→ Directions for this task
How many lines in the records below contain "format"? Answer with the number alone.

→ Exercise material
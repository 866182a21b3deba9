use ratatui::style::{Color, Modifier, Style};

use crate::app::ToastKind;

// Palette: warm paper tones, orange for links and keys like an RSS badge
pub const INK: Color = Color::Rgb(230, 226, 214);
pub const FADED: Color = Color::Rgb(138, 132, 120);
pub const RSS_ORANGE: Color = Color::Rgb(238, 128, 44);
pub const TEAL: Color = Color::Rgb(72, 160, 170);
pub const GREEN: Color = Color::Rgb(110, 176, 96);
pub const RED: Color = Color::Rgb(210, 78, 70);
pub const SELECTION: Color = Color::Rgb(52, 50, 60);
pub const BAR: Color = Color::Rgb(30, 29, 36);

fn fg(color: Color) -> Style {
    Style::default().fg(color)
}

fn bold(color: Color) -> Style {
    fg(color).add_modifier(Modifier::BOLD)
}

pub fn title_style() -> Style {
    bold(TEAL)
}

pub fn selected_style() -> Style {
    Style::default().bg(SELECTION).add_modifier(Modifier::BOLD)
}

pub fn list_item_style() -> Style {
    fg(INK)
}

pub fn muted_style() -> Style {
    fg(FADED)
}

/// Section headings and links
pub fn highlight_style() -> Style {
    fg(RSS_ORANGE)
}

pub fn success_style() -> Style {
    bold(GREEN)
}

pub fn error_style() -> Style {
    fg(RED)
}

pub fn tab_style(selected: bool) -> Style {
    match selected {
        true => bold(TEAL).add_modifier(Modifier::UNDERLINED),
        false => muted_style(),
    }
}

pub fn border_style(focused: bool) -> Style {
    fg(if focused { TEAL } else { FADED })
}

/// Text input field; turns red while the last submission failed
pub fn input_style(focused: bool, has_error: bool) -> Style {
    let base = if focused { selected_style() } else { list_item_style() };
    if has_error {
        base.fg(RED)
    } else {
        base
    }
}

pub fn toast_style(kind: ToastKind) -> Style {
    match kind {
        ToastKind::Info => highlight_style(),
        ToastKind::Success => success_style(),
        ToastKind::Error => bold(RED),
    }
}

pub fn status_bar_style() -> Style {
    Style::default().bg(BAR).fg(INK)
}

pub fn help_key_style() -> Style {
    bold(RSS_ORANGE)
}

pub fn help_desc_style() -> Style {
    list_item_style()
}
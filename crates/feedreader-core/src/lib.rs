//! Core library for feedreader.
//!
//! Everything a client of the blog aggregator needs apart from the UI: the
//! session store that owns the issued API key, the HTTP client for the
//! registration, feed and post endpoints, the data models, and configuration.

pub mod api;
pub mod auth;
pub mod config;
pub mod models;
pub mod utils;

pub use api::{ApiClient, ApiError, AuthError, Registrar};
pub use auth::{Credential, Session, SessionState, SessionStore};
pub use config::Config;
impl App {
    /// Create the application, registering through the configured server
    pub fn new(config: Config, config_path: Option<PathBuf>) -> Result<Self> {
        let api = ApiClient::new(config.base_url(), config.request_timeout())?;
        let registrar: Arc<dyn Registrar> = Arc::new(api.clone());
        Ok(Self::with_registrar(config, config_path, api, registrar))
    }

    /// Create the application with an explicit registrar
    pub fn with_registrar(
        config: Config,
        config_path: Option<PathBuf>,
        api: ApiClient,
        registrar: Arc<dyn Registrar>,
    ) -> Self {
        let (tx, rx) = mpsc::channel(CHANNEL_BUFFER_SIZE);
        let signup_username = config.last_username.clone().unwrap_or_default();
        debug!(base_url = %api.base_url(), "App created");

        Self {
            config,
            config_path,
            api,
            session: SessionStore::with_shared(registrar),

            state: AppState::Normal,
            current_page: Page::Home,

            signup_username,
            signup_focus: SignUpFocus::Username,
            signup_hint: None,
            submitted_username: None,

            feeds: Vec::new(),
            feed_selection: 0,
            posts: Vec::new(),
            post_selection: 0,
            posts_offset: 0,
            loading: false,

            fetch_rx: rx,
            fetch_tx: tx,

            toast: None,
        }
    }

    pub fn is_authenticated(&self) -> bool {
        self.session.is_authenticated()
    }

    pub fn visible_pages(&self) -> Vec<Page> {
        Page::visible(self.is_authenticated())
    }

    // =========================================================================
    // Navigation
    // =========================================================================

    /// Switch pages. Protected pages are refused while logged out.
    pub fn navigate(&mut self, page: Page) {
        if page.requires_auth() && !self.is_authenticated() {
            self.show_toast(ToastKind::Info, "Sign up to unlock Discover");
            return;
        }
        if page == self.current_page {
            return;
        }

        debug!(?page, "Navigating");
        self.current_page = page;
        match page {
            Page::Home if self.feeds.is_empty() => self.refresh_current_page(),
            Page::Discover if self.posts.is_empty() => self.refresh_current_page(),
            Page::SignUp => self.signup_focus = SignUpFocus::Username,
            _ => {}
        }
    }

    /// Jump to the n-th visible page (0-based), as bound to the number keys
    pub fn navigate_to_index(&mut self, index: usize) {
        if let Some(page) = self.visible_pages().get(index).copied() {
            self.navigate(page);
        }
    }

    pub fn next_page(&mut self) {
        let page = self.current_page.next(self.is_authenticated());
        self.navigate(page);
    }

    pub fn prev_page(&mut self) {
        let page = self.current_page.prev(self.is_authenticated());
        self.navigate(page);
    }

    // =========================================================================
    // Authentication
    // =========================================================================

    /// Accept a typed character into the username field.
    /// Any edit clears the last registration error.
    pub fn signup_push(&mut self, c: char) {
        if can_add_username_char(self.signup_username.chars().count(), c) {
            self.signup_username.push(c);
            self.clear_signup_error();
        }
    }

    pub fn signup_pop(&mut self) {
        if self.signup_username.pop().is_some() {
            self.clear_signup_error();
        }
    }

    fn clear_signup_error(&mut self) {
        self.signup_hint = None;
        if self.session.last_error().is_some() {
            self.session.set_last_error(None);
        }
    }

    /// Submit the sign-up form. The registration runs in the background and
    /// is applied by `check_background_tasks`.
    pub fn submit_signup(&mut self) {
        let username = self.signup_username.trim().to_string();
        if username.is_empty() {
            self.signup_hint = Some("Username is required".to_string());
            return;
        }

        match self.session.begin_acquire(&username) {
            Ok(()) => {
                info!(%username, "Sign-up submitted");
                self.submitted_username = Some(username);
                self.show_toast(ToastKind::Info, "Creating account...");
            }
            Err(e) => self.show_toast(ToastKind::Error, e.user_message()),
        }
    }

    /// React to a settled registration
    fn on_acquisition_settled(&mut self, outcome: Result<(), AuthError>) {
        let username = self.submitted_username.take();
        match outcome {
            Ok(()) => {
                if let Some(username) = username {
                    self.config.last_username = Some(username);
                    self.save_config();
                }

                // Posts belong to the previous key, if any
                self.posts.clear();
                self.posts_offset = 0;
                self.post_selection = 0;

                self.show_toast(ToastKind::Success, "Account created! Copy your API key now.");
            }
            Err(_) => {
                let message = self
                    .session
                    .last_error()
                    .unwrap_or("Sign up failed")
                    .to_string();
                self.show_toast(ToastKind::Error, message);
            }
        }
    }

    /// Drop the credential and return to the public view
    pub fn logout(&mut self) {
        if !self.is_authenticated() {
            return;
        }

        self.session.clear_session();
        self.posts.clear();
        self.posts_offset = 0;
        self.post_selection = 0;
        if self.current_page.requires_auth() {
            self.current_page = Page::Home;
        }
        self.signup_focus = SignUpFocus::Username;
        info!("Logged out");
        self.show_toast(ToastKind::Info, "Logged out");
    }

    fn save_config(&self) {
        let Some(ref path) = self.config_path else {
            return;
        };
        if let Err(e) = self.config.save_to(path) {
            warn!(error = %e, "Failed to save config");
        }
    }

    // =========================================================================
    // Data Fetching
    // =========================================================================

    /// Reload whatever the current page shows
    pub fn refresh_current_page(&mut self) {
        match self.current_page {
            Page::Home => self.spawn_fetch_feeds(),
            Page::Discover => self.spawn_fetch_posts(self.posts_offset),
            Page::ApiReference | Page::SignUp => {}
        }
    }

    fn spawn_fetch_feeds(&mut self) {
        self.loading = true;
        let api = self.api.clone();
        let tx = self.fetch_tx.clone();

        tokio::spawn(async move {
            let result = match api.fetch_feeds().await {
                Ok(feeds) => FetchResult::Feeds(feeds),
                Err(e) => FetchResult::Error(format!("Failed to load feeds: {}", e)),
            };
            let _ = tx.send(result).await;
        });
    }

    fn spawn_fetch_posts(&mut self, offset: u32) {
        let Some(credential) = self.session.credential() else {
            self.show_toast(ToastKind::Error, "Sign up to see posts");
            return;
        };

        self.loading = true;
        let api = self.api.with_token(credential);
        let credential = credential.clone();
        let limit = self.config.posts_page_size();
        let tx = self.fetch_tx.clone();

        tokio::spawn(async move {
            let result = match api.fetch_posts(offset, limit).await {
                Ok(posts) => FetchResult::Posts {
                    credential,
                    offset,
                    posts,
                },
                Err(e) => FetchResult::Error(format!("Failed to load posts: {}", e)),
            };
            let _ = tx.send(result).await;
        });
    }

    pub fn next_posts_page(&mut self) {
        let page_size = self.config.posts_page_size();
        if (self.posts.len() as u32) < page_size {
            self.show_toast(ToastKind::Info, "No more posts");
            return;
        }
        self.spawn_fetch_posts(self.posts_offset + page_size);
    }

    pub fn prev_posts_page(&mut self) {
        if self.posts_offset == 0 {
            return;
        }
        let offset = self.posts_offset.saturating_sub(self.config.posts_page_size());
        self.spawn_fetch_posts(offset);
    }

    /// Apply finished background work and expire the toast.
    /// Called once per main-loop tick.
    pub fn check_background_tasks(&mut self) {
        if let Some(outcome) = self.session.poll_pending() {
            self.on_acquisition_settled(outcome);
        }

        while let Ok(result) = self.fetch_rx.try_recv() {
            self.apply_fetch(result);
        }

        if self.toast.as_ref().is_some_and(|t| t.is_expired(Instant::now())) {
            self.toast = None;
        }
    }

    fn apply_fetch(&mut self, result: FetchResult) {
        self.loading = false;
        match result {
            FetchResult::Feeds(feeds) => {
                debug!(count = feeds.len(), "Feeds loaded");
                self.feeds = feeds;
                self.feed_selection = self.feed_selection.min(self.feeds.len().saturating_sub(1));
            }
            FetchResult::Posts {
                credential,
                offset,
                posts,
            } => {
                // Posts fetched with a key that is no longer held are stale,
                // including after logout and a fresh sign-up
                if self.session.credential() != Some(&credential) {
                    debug!("Discarding posts fetched with a previous key");
                    return;
                }
                debug!(offset, count = posts.len(), "Posts loaded");
                self.posts = posts;
                self.posts_offset = offset;
                self.post_selection = 0;
            }
            FetchResult::Error(message) => {
                warn!(%message, "Background fetch failed");
                self.show_toast(ToastKind::Error, message);
            }
        }
    }

    // =========================================================================
    // Selection
    // =========================================================================

    pub fn select_next(&mut self, step: usize) {
        match self.current_page {
            Page::Home => {
                let max = self.feeds.len().saturating_sub(1);
                self.feed_selection = self.feed_selection.saturating_add(step).min(max);
            }
            Page::Discover => {
                let max = self.posts.len().saturating_sub(1);
                self.post_selection = self.post_selection.saturating_add(step).min(max);
            }
            Page::ApiReference | Page::SignUp => {}
        }
    }

    pub fn select_prev(&mut self, step: usize) {
        match self.current_page {
            Page::Home => self.feed_selection = self.feed_selection.saturating_sub(step),
            Page::Discover => self.post_selection = self.post_selection.saturating_sub(step),
            Page::ApiReference | Page::SignUp => {}
        }
    }

    pub fn show_toast(&mut self, kind: ToastKind, message: impl Into<String>) {
        self.toast = Some(Toast::new(kind, message));
    }
}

→ Result
2